ベンダーA

ほとんどの開発者がこのベンダーを使うのは、このベンダーは業界最高のデキるGL開発者を集めていて、テスト工程も最高だからだ。これは「標準」ドライバーだ。かなり速く、このベンダーのドライバー開発者は、完璧に純粋な規格準拠よりも、まともな方法を選ぶ(ちゃんと動くようにするため)。お家の趣味プログラマーがこのドライバーを使うのは、魅力的だし、拡張やGLサポートの点で、楽しいからだ。D3D12やMantleに対してGLが対抗して何かしている話では、たいてい開発者はこのドライバーを使っている。残念なことに、このドライバーだけを想定する実行環境に限定してしまうと、多くの市場シェアを獲得できない。

とはいえ、Source1をLinuxに移植して、Valve開発者がこのドライバーの開発者と手を組むまで、このベンダーはD3D9/11がやっているようなバッファーのアップデート(MapやBufferSbData経由)を、パイプラインをストールさせずに行うことすらできなかったのだ。ここで行っているのは、「ドライバーパフォーマンス初歩」的なことだ。その歴史は汚点なしというわけではない。また、バグに出くわした時、このドライバーはぶっとぶところまでぶっ飛んでしまって、GPUをクラッシュさせるとか、Windowsの場合、システムをTDRさせてしまう。とはいえ、とても信頼性が高く、よく作られたドライバーであることには変わりない。

訳注:TDR(Timeout Detection and Recovery)とは、不自由なMicrosoft Windows OSの機能の一つで、GPUがハングしたことを検出し、GPUリソースを強制解放、GPUドライバーの再初期化を経て、ハング状態から強制的に復帰する機構のこと。詳しくは、Timeout Detection and Recovery (TDR) (Windows Drivers)を参照。

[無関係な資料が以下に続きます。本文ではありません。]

//! Infrastructure layer — in-memory adapters for the repository traits
//! the domain/runtime layers depend on.

pub mod memory;

pub use memory::{InMemoryMessageRepository, InMemoryStationConfigRepository};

ベンダーAはクッソ大量の拡張(いくつかは傑作だ)をサポートしていて、まあ、大抵のものは動くが、すこしばかり真剣に使おうとすると、ドライバーのよく使われているコードパスを離れて、未開の地に踏み込み、システムをクラッシュさせたり、ほんのわずかなことで即座にTDRしたりする。

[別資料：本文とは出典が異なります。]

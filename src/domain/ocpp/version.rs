//! OCPP protocol version
//!
//! Defines the supported OCPP versions for multi-protocol support.

use std::fmt;

use serde::{Deserialize, Serialize};

/// Supported OCPP protocol versions
#[derive(Debug, Clone, Copy, PartialEq, Eq, Hash, Serialize, Deserialize)]
pub enum OcppVersion {
    /// OCPP 1.6 (JSON / OCPP-J)
    V16,
    /// OCPP 2.0.1
    V201,
    /// OCPP 2.1
    V21,
}

impl OcppVersion {
    /// WebSocket subprotocol identifier for this OCPP version.
    ///
    /// Used in the `Sec-WebSocket-Protocol` header during handshake.
    pub fn subprotocol(&self) -> &'static str {
        match self {
            Self::V16 => "ocpp1.6",
            Self::V201 => "ocpp2.0.1",
            Self::V21 => "ocpp2.1",
        }
    }

    /// Parse an OCPP version from a WebSocket subprotocol string.
    pub fn from_subprotocol(s: &str) -> Option<Self> {
        match s.trim() {
            "ocpp1.6" => Some(Self::V16),
            "ocpp2.0.1" => Some(Self::V201),
            "ocpp2.1" => Some(Self::V21),
            _ => None,
        }
    }

    /// All supported OCPP versions, ordered from newest to oldest.
    pub const ALL: &'static [OcppVersion] = &[Self::V21, Self::V201, Self::V16];

    /// Human-readable version string.
    pub fn version_string(&self) -> &'static str {
        match self {
            Self::V16 => "1.6",
            Self::V201 => "2.0.1",
            Self::V21 => "2.1",
        }
    }
}

impl fmt::Display for OcppVersion {
    fn fmt(&self, f: &mut fmt::Formatter<'_>) -> fmt::Result {
        write!(f, "OCPP {}", self.version_string())
    }
}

このベンダーのツールは、歴史的に、完璧にクソである。動くとしてもほんの僅かな間だけ動いて、すぐ動かなくなってしまう。あるいは、開発部署に直接コンタクトを取って助けてもらうよう請願しなければ動かない。このベンダーには巨大な、おそらくはDillbert風のツール開発部署があって、よくわからんことをしているらしい。もちろん、このベンダーのツールは、このベンダーのドライバー上でしか動かない。

このベンダーは自社社員を有名なゲーム開発部署に送り込んで仕事をさせるということを、意図的、戦略的に行っている。これは諸刃の剣だ。というのも、このベンダー社員は、他のベンダーのドライバー上で起こる問題のデバッグを拒否するし、GLというものを、自社ドライバーの実装の上からしかみていないからだ。このベンダーの派遣社員は、他のドライバーの事情を一切考慮せず、自社ドライバーでのみパフォーマンスがでる手法を、意図的に採用する。

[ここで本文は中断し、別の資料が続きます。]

//! Transaction lifecycle model.
//!
//! OCPP 1.6 identifies transactions by a CSMS-assigned integer; 2.0.1/2.1
//! use a station-assigned opaque string instead. `TransactionId` carries
//! both so the rest of the runtime doesn't need a version split to track
//! "the transaction", keeping a single `Transaction` type independent of
//! the wire encoding.

use chrono::{DateTime, Utc};
use serde::{Deserialize, Serialize};

#[derive(Debug, Clone, PartialEq, Eq, Hash, Serialize, Deserialize)]
#[serde(untagged)]
pub enum TransactionId {
    /// OCPP 1.6 `transactionId`.
    Numeric(i64),
    /// OCPP 2.0.1 / 2.1 `transactionId` (opaque string, CiString20).
    Text(String),
}

impl std::fmt::Display for TransactionId {
    fn fmt(&self, f: &mut std::fmt::Formatter<'_>) -> std::fmt::Result {
        match self {
            Self::Numeric(n) => write!(f, "{}", n),
            Self::Text(s) => write!(f, "{}", s),
        }
    }
}

#[derive(Debug, Clone, Copy, PartialEq, Eq, Serialize, Deserialize)]
pub enum TransactionStatus {
    Pending,
    Active,
    Stopping,
    Stopped,
}

/// Reason a transaction ended, per OCPP 1.6 Appendix `Reason` / 2.0.1
/// `TransactionEventEnumType` stop reasons.
#[derive(Debug, Clone, Copy, PartialEq, Eq, Serialize, Deserialize)]
pub enum StopReason {
    Local,
    Remote,
    EmergencyStop,
    EvDisconnected,
    HardReset,
    SoftReset,
    PowerLoss,
    DeAuthorized,
    Reboot,
    UnlockCommand,
    Other,
}

impl StopReason {
    pub fn ocpp_reason(&self) -> &'static str {
        match self {
            Self::Local => "Local",
            Self::Remote => "Remote",
            Self::EmergencyStop => "EmergencyStop",
            Self::EvDisconnected => "EVDisconnected",
            Self::HardReset => "HardReset",
            Self::SoftReset => "SoftReset",
            Self::PowerLoss => "PowerLoss",
            Self::DeAuthorized => "DeAuthorized",
            Self::Reboot => "Reboot",
            Self::UnlockCommand => "UnlockCommand",
            Self::Other => "Other",
        }
    }
}

/// A single meter reading taken during a transaction, feeding both the
/// periodic `MeterValues` messages and the final stop value.
#[derive(Debug, Clone, Serialize, Deserialize)]
pub struct MeterSample {
    pub timestamp: DateTime<Utc>,
    /// Cumulative energy delivered so far, in Wh.
    pub energy_wh: f64,
    pub power_w: f64,
    pub soc_percent: Option<f64>,
}

#[derive(Debug, Clone, Serialize, Deserialize)]
pub struct Transaction {
    pub id: TransactionId,
    pub connector_id: u32,
    pub id_tag: String,
    pub status: TransactionStatus,
    pub started_at: DateTime<Utc>,
    pub stopped_at: Option<DateTime<Utc>>,
    pub meter_start_wh: f64,
    pub meter_stop_wh: Option<f64>,
    pub samples: Vec<MeterSample>,
    pub stop_reason: Option<StopReason>,
}

impl Transaction {
    pub fn start(id: TransactionId, connector_id: u32, id_tag: String, meter_start_wh: f64) -> Self {
        Self {
            id,
            connector_id,
            id_tag,
            status: TransactionStatus::Active,
            started_at: Utc::now(),
            stopped_at: None,
            meter_start_wh,
            meter_stop_wh: None,
            samples: Vec::new(),
            stop_reason: None,
        }
    }

    pub fn record_sample(&mut self, sample: MeterSample) {
        self.samples.push(sample);
    }

    pub fn stop(&mut self, meter_stop_wh: f64, reason: StopReason) {
        self.status = TransactionStatus::Stopped;
        self.stopped_at = Some(Utc::now());
        self.meter_stop_wh = Some(meter_stop_wh);
        self.stop_reason = Some(reason);
    }

    pub fn energy_delivered_wh(&self) -> f64 {
        self.meter_stop_wh.unwrap_or_else(|| {
            self.samples
                .last()
                .map(|s| s.energy_wh)
                .unwrap_or(self.meter_start_wh)
        }) - self.meter_start_wh
    }

    pub fn is_active(&self) -> bool {
        matches!(self.status, TransactionStatus::Active)
    }
}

歴史的に、このベンダーは、主要ゲームタイトルのシェーダーを全部置換したりして、よりパフォーマンスがあがるようにしたりしている(時に、相当に向上する)。ほとんどのドライバーは、たまにこの手のことをやっているが、このベンダーは特に、パフォーマンスのためなら手段を選ばない。PCゲーム業界やグラフィック開発者にとって、これは何を意味するのか? 要するに、読者のような「平凡なグラフィック開発者」にとって、自分のゲームで、同じ技術的な結果を発揮できる可能性は極めて低い(たとえ、まったく同じアルゴリズムを使ったとしてもだ!)ということだ。何故ならば、読者諸君には、ベンダーから派遣されたドライバー開発者が、読者のゲームのために(低級に最適化されたシェーダーなどを使い)、そのゲームが実行されている時に、特別にドライバーが正しいことをするように調整するといったはからいがないためだ。言うなれば、歴史的に、PCグラフィックで伝説となっているゲームは、実は喧伝されているほどすごくなかったということでもある。なぜなら、彼らには手助けがあったからね。

ベンダーAは、冗談で「グラフィックマフィア」と称されている。読者の開発部署に、ベンダーAの開発者が派遣されてきたら、気をつけるがいい。奴らはマジだぜ。